Hi,

what I'm going to describe below is the result of some latency measurement
which I've repeated for UHCI (my primary target system is OHCI) and which
reveals some not-so-easy-to-observe differences between how uhci(JE) and
usb-uhci(GA) HCD manages usb transfers.

The short story is uhci.c may occasionally switch to some pathological
packet scheduling pattern during a running bulk transfer. Nothing is lost
and no error occurs but every few seconds or so some individual transfer
is executed a strange way leading to a massive momentary drop in bus time
usage (i.e. normal transfer time increased by several 100 msec!).

At a first glance, this seems to be a minor issue. Nevertheless it 
deserves some explanation. OTOH I would not be completely surprised to
find the reason behind might also have some impact on iso transfers, for
which some uhci.c related problems have been reported.
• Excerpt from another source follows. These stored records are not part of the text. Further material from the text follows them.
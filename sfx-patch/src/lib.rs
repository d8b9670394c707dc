//! sfx-patch: sound effect registration for N64 decomp audio trees
//!
//! Adding a sound effect to a decomp project means touching four files that
//! have no shared schema and must agree with each other:
//!
//! - `include/sounds.h`: the `SoundBank` enum and the `SOUND_<BANK>_<SOUND>`
//!   macros the game code plays
//! - `sound/sound_banks/<hex>_<bank>.json`: the bank's instruments, plus the
//!   bank's entry in `sound/sequences.json`
//! - `sound/sequences/00_sound_player.s`: one channel per bank, one table
//!   entry and note layer per sound
//! - `src/audio/external.c`: the bank's case label in the two bank switches
//!
//! Shared values (the bank's hex id, its enum ordinal, the next sound id, the
//! instrument position) are never stored separately; they are derived from
//! the artifacts each time. Every edit is idempotent, so registering the same
//! sound twice leaves all files byte-identical.
//!
//! # Usage
//!
//! ```ignore
//! use sfx_patch::{AiffProbe, Decomp, Identifier, SoundRegistration, register_sound};
//!
//! let decomp = Decomp::open("/path/to/sm64")?;
//! let request = SoundRegistration {
//!     sample: "bird.aiff".into(),
//!     bank: Identifier::parse("JUNGLE")?,
//!     sound: Identifier::parse("BIRD")?,
//! };
//! let report = register_sound(&decomp, &request, &AiffProbe)?;
//! println!("bank {} instrument {}", report.bank_hex(), report.instrument.position);
//! ```

pub mod bank_descriptor;
pub mod bank_ids;
pub mod dispatch_switch;
pub mod duration;
mod error;
pub mod layout;
pub mod names;
mod register;
pub mod sound_player;
pub mod sounds_header;
pub mod text;

pub use duration::{AiffProbe, DurationProbe, Ticks, duration_to_ticks};
pub use error::{Result, SfxError};
pub use layout::{Decomp, LayoutConfig};
pub use names::Identifier;
pub use register::{
    RegistrationReport, SoundRegistration, copy_sample, next_bank_id, register_sound,
};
Since the problem is not very easy to observe with common usb device, let
me provide a detailed description of what I've done.
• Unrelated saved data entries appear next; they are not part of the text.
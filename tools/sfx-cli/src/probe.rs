//! Probe command - print a sample's duration

use anyhow::{Context, Result};
use clap::Args;
use std::path::PathBuf;

use sfx_patch::{AiffProbe, DurationProbe, duration_to_ticks};

use crate::prompt::expand_home;

/// Arguments for the probe command
#[derive(Args)]
pub struct ProbeArgs {
    /// Sample file (.aiff)
    pub sample: PathBuf,
}

/// Execute the probe command
pub fn execute(args: ProbeArgs) -> Result<()> {
    let sample = expand_home(&args.sample.to_string_lossy());
    let seconds = AiffProbe
        .probe(&sample)
        .with_context(|| format!("Failed to probe {}", sample.display()))?;
    let ticks = duration_to_ticks(seconds);

    println!("{}", sample.display());
    println!("  Duration: {:.3}s", seconds);
    println!("  Ticks:    {} ({})", ticks, ticks.0);
    Ok(())
}
//! Add command - register a sample as a new sound
//!
//! Values not given on the command line are asked for in order: decomp
//! directory, sample, bank, sound. A bad directory or sample ends the run;
//! a bad bank or sound name is asked for again.

use anyhow::{Context, Result};
use clap::Args;
use std::io::{BufRead, Write};
use std::path::PathBuf;

use sfx_patch::{AiffProbe, Decomp, RegistrationReport, SoundRegistration, register_sound};

use crate::prompt::{Prompter, expand_home};

/// Arguments for the add command
#[derive(Args)]
pub struct AddArgs {
    /// Path to the decomp checkout (the directory containing sm64.ld)
    #[arg(short, long)]
    pub decomp: Option<PathBuf>,

    /// Sample file to add (.aiff)
    #[arg(long)]
    pub sample: Option<PathBuf>,

    /// Sound bank name, created if it does not exist yet
    #[arg(short, long)]
    pub bank: Option<String>,

    /// Sound name
    #[arg(short, long)]
    pub sound: Option<String>,
}

/// Fill in everything the command line left out.
fn resolve<R: BufRead, W: Write>(
    args: AddArgs,
    prompter: &mut Prompter<R, W>,
) -> Result<(Decomp, SoundRegistration)> {
    let root = match args.decomp {
        Some(path) => expand_home(&path.to_string_lossy()),
        None => prompter.ask_path("Decomp directory")?,
    };
    let decomp = Decomp::open(&root)?;

    let sample = match args.sample {
        Some(path) => expand_home(&path.to_string_lossy()),
        None => prompter.ask_path("Sample file (.aiff)")?,
    };
    // Also checked by register_sound; here it ends the run before the name prompts
    decomp.check_sample(&sample)?;

    let bank = prompter.identifier(args.bank, "Sound bank name")?;
    let sound = prompter.identifier(args.sound, "Sound name")?;

    Ok((
        decomp,
        SoundRegistration {
            sample,
            bank,
            sound,
        },
    ))
}

fn print_report(report: &RegistrationReport, request: &SoundRegistration) {
    if report.is_duplicate() {
        println!(
            "Sound '{}' is already registered in bank '{}'; nothing to do.",
            request.sound, request.bank
        );
        return;
    }

    println!("✓ Registered '{}' in bank '{}'", request.sound, request.bank);
    println!("  Bank id:     {}", report.bank_hex());
    println!("  Descriptor:  {}", report.descriptor.display());
    println!("  Instrument:  {}", report.instrument.position);
    println!(
        "  Duration:    {:.3}s ({} ticks)",
        report.duration_seconds, report.duration
    );
    if report.bank_slot.inserted {
        println!("  New bank:    channel {}", report.bank_slot.ordinal);
    }
}

/// Execute the add command
pub fn execute(args: AddArgs) -> Result<()> {
    let stdin = std::io::stdin();
    let mut prompter = Prompter::new(stdin.lock(), std::io::stdout());
    let (decomp, request) = resolve(args, &mut prompter)?;
    tracing::debug!(
        "Registering {} into {}",
        request.sample.display(),
        decomp.root().display()
    );

    let report = register_sound(&decomp, &request, &AiffProbe).with_context(|| {
        format!(
            "Failed to register sound '{}' in bank '{}'",
            request.sound, request.bank
        )
    })?;
    print_report(&report, &request);
    Ok(())
}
First, I've tried using different HCD: OHCI was always fine. UHCI was
always fine too - whenever I used usb-uhci.c. Tried with both Intel and
VIA HC's. As soon as I use uhci.c the issue appears for both Intel and
VIA. Besides using different HCD, nothing was changed for all these tests.
So I'm pretty sure it's specific for uhci.c

The device was an EZ-USB FX development board directly connected to one of
the ports on the mainboard (i.e. no hub in between).  The firmware of the
device represents simply an infinite source of data. Data is provided from
double-buffered bulk-in-ep with 64 byte packet size. Throughput and
maximum latency are _much_ better than what would be needed to saturate
the complete maximum bandwidth (1216 bytes per usb frame).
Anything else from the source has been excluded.